More than a fifth of the institutional abuse victims who applied to the Irish government’s controversial financial support service, Caranua, left Ireland to live in the UK, the organisation has revealed.
Caranua, established in 2012 to help often elderly survivors with their specific health, housing and educational needs, will shut down this year, leaving many victims with no avenue for financial support.
The organisation, which has been bitterly criticised by Irish politicians for how it managed its funds, including the €110 million pledged by congregations as redress, stopped accepting new applications last August.
Caranua received applications from 1,245 UK based survivors, making up 21 per cent of total applications. Caranua is currently supporting 331 UK based survivors with their applications for funding supports.
The majority of UK based survivors eligible to apply are based in London and the South East, according to Caranua, with the second-largest group living in Birmingham and the West Midlands.
Social isolation emerged as the main concern for UK-based survivors.
“As the survivors grow older the linkages with each other and Ireland becomes more difficult,” a spokesperson for Caranua told the Irish World. “Survivors have voiced the need for a space where they can meet and socialise regularly with some supports in place to ensure they can access their rights and entitlements or counselling as needed.”
The scheme found that UK-based survivors are comparatively older than their counterparts in Ireland, with the majority in the 70-79-year-old age bracket, closely followed by the 60–69 years category.
In the past, Caranua has engaged survivors here in a variety of ways: directly by phone and email, via Outreach events in London and Birmingham and through strong relationships with the UK-based survivor support groups.
In 2019 alone, Caranua held two outreach events in London and one in Birmingham to provide additional face to face support to UK-based survivors.
“Appointments were targeted towards individuals who appeared to be finding the process difficult and those who had received a low level of funding supports as we want to ensure they avail of funding supports before our closure,” the spokesperson said.
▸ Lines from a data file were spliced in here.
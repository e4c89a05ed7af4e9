//! Alecton server daemon.
//!
//! ```text
//!                 ┌──────────────────────────────────────────────┐
//!   alectonctl ──▶│ rpc listener ──▶ api router ──▶ Applications │
//!                 │                                              │
//!   probes ──────▶│ http listener ──▶ /healthz /readyz /metrics  │
//!                 │                                              │
//!   SIGTERM ─────▶│ Server::stop: rpc drain → http (deadline)    │
//!                 │               → cancel process token         │
//!                 └──────────────────────────────────────────────┘
//! ```

use std::path::PathBuf;

use anyhow::Context;
use clap::Parser;
use tokio_util::sync::CancellationToken;

use alecton::api::UnimplementedApplications;
use alecton::config::{load_config, ServerConfig};
use alecton::lifecycle::{self, shutdown_requested};
use alecton::observability::{logging, metrics};

#[derive(Parser, Debug)]
#[command(name = "alecton", version, about = "Alecton deployment-orchestration server")]
struct Args {
    /// Path to the TOML configuration file. Defaults apply when omitted.
    #[arg(short, long, env = "ALECTON_CONFIG")]
    config: Option<PathBuf>,
}

#[tokio::main]
async fn main() -> anyhow::Result<()> {
    let args = Args::parse();

    let config = match &args.config {
        Some(path) => load_config(path)?,
        None => ServerConfig::default(),
    };

    logging::init_logging(&config.observability).context("failed to initialize logging")?;
    tracing::info!(version = env!("CARGO_PKG_VERSION"), "alecton starting");
    tracing::info!(
        rpc_address = %config.rpc.bind_address,
        http_address = %config.http.bind_address,
        http_shutdown_timeout_secs = config.shutdown.http_timeout_secs,
        request_timeout_secs = config.timeouts.request_secs,
        "Configuration loaded"
    );

    let token = CancellationToken::new();

    let metrics_handle = if config.observability.metrics_enabled {
        let handle = metrics::install_recorder().context("failed to install metrics recorder")?;
        metrics::spawn_upkeep(handle.clone(), token.clone());
        Some(handle)
    } else {
        None
    };

    let server = lifecycle::start(&config, UnimplementedApplications, metrics_handle, token)
        .await
        .context("failed to start server")?;

    shutdown_requested().await;

    let report = server.stop().await;
    if report.is_clean() {
        tracing::info!(elapsed_ms = report.elapsed.as_millis() as u64, "Shutdown complete");
    } else {
        tracing::warn!(
            elapsed_ms = report.elapsed.as_millis() as u64,
            rpc = ?report.rpc,
            http = ?report.http,
            "Shutdown completed with errors"
        );
    }

    Ok(())
}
“In our experience, survivors also use these events as a social occasion and avail of the opportunity to meet with other survivors to share stories and catch-up.”
A final outreach was held in London on July 5th, which according to Caranua, “resulted in a lovely sing-song, one or two songs were even in Irish”.
Caranua has been embroiled in a number of controversies since its inception.
It has been heavily criticised for mistreating survivors and for allegedly mismanaging funds.
A 2017 report submitted to the UN on behalf of Reclaiming Self, a volunteer group of solicitors, advocates and psychologists, argued that many survivors were “re-abused” by Caranua and that many “regretted” applying to the scheme for help.
Caranua, which means “new friend” in Irish, was taken to task for a lack of financial control.
“Victims regret applying to Caranua. Survivors report hostile, rude, aggressive and abusive treatment,’ the report said.
“The experiences of victims and their representatives are mostly negative. Victims categorised the process as demeaning as they were made to feel like they were begging for services. Staff behaved in an ignorant and condescending manner.”
While last year, two new members of Caranua’s board resigned just a year into their positions, citing the group’s “mistreatment” of survivors.
Thomas Cronin and Dr Mary Lodato, both survivors of institutional abuse, were appointed to the nine-member Caranua board in May 2017 by Ireland’s Minister for Education at the time, Richard Bruton. They told The Irish Times in early 2018 that Caranua “should be closed down”.
In 2017, the organisation came under fire when it’s then chief executive, Mary Higgins, offended many survivors, telling The Irish Times that many would “never be happy”.
She later withdrew the comments “unreservedly”, but this in part led to an Oireachtas hearing where the treatment of survivors of institutional abuse was described vividly as a “greater national shame” than the abuse people suffered as children.
To be eligible to apply to Caranua, a person must have spent time in an institution as a child, and received an award through settlement, court or the Residential Institutions Redress Board.
All survivors with open applications have received a final date for the receipt of their quotes or paperwork.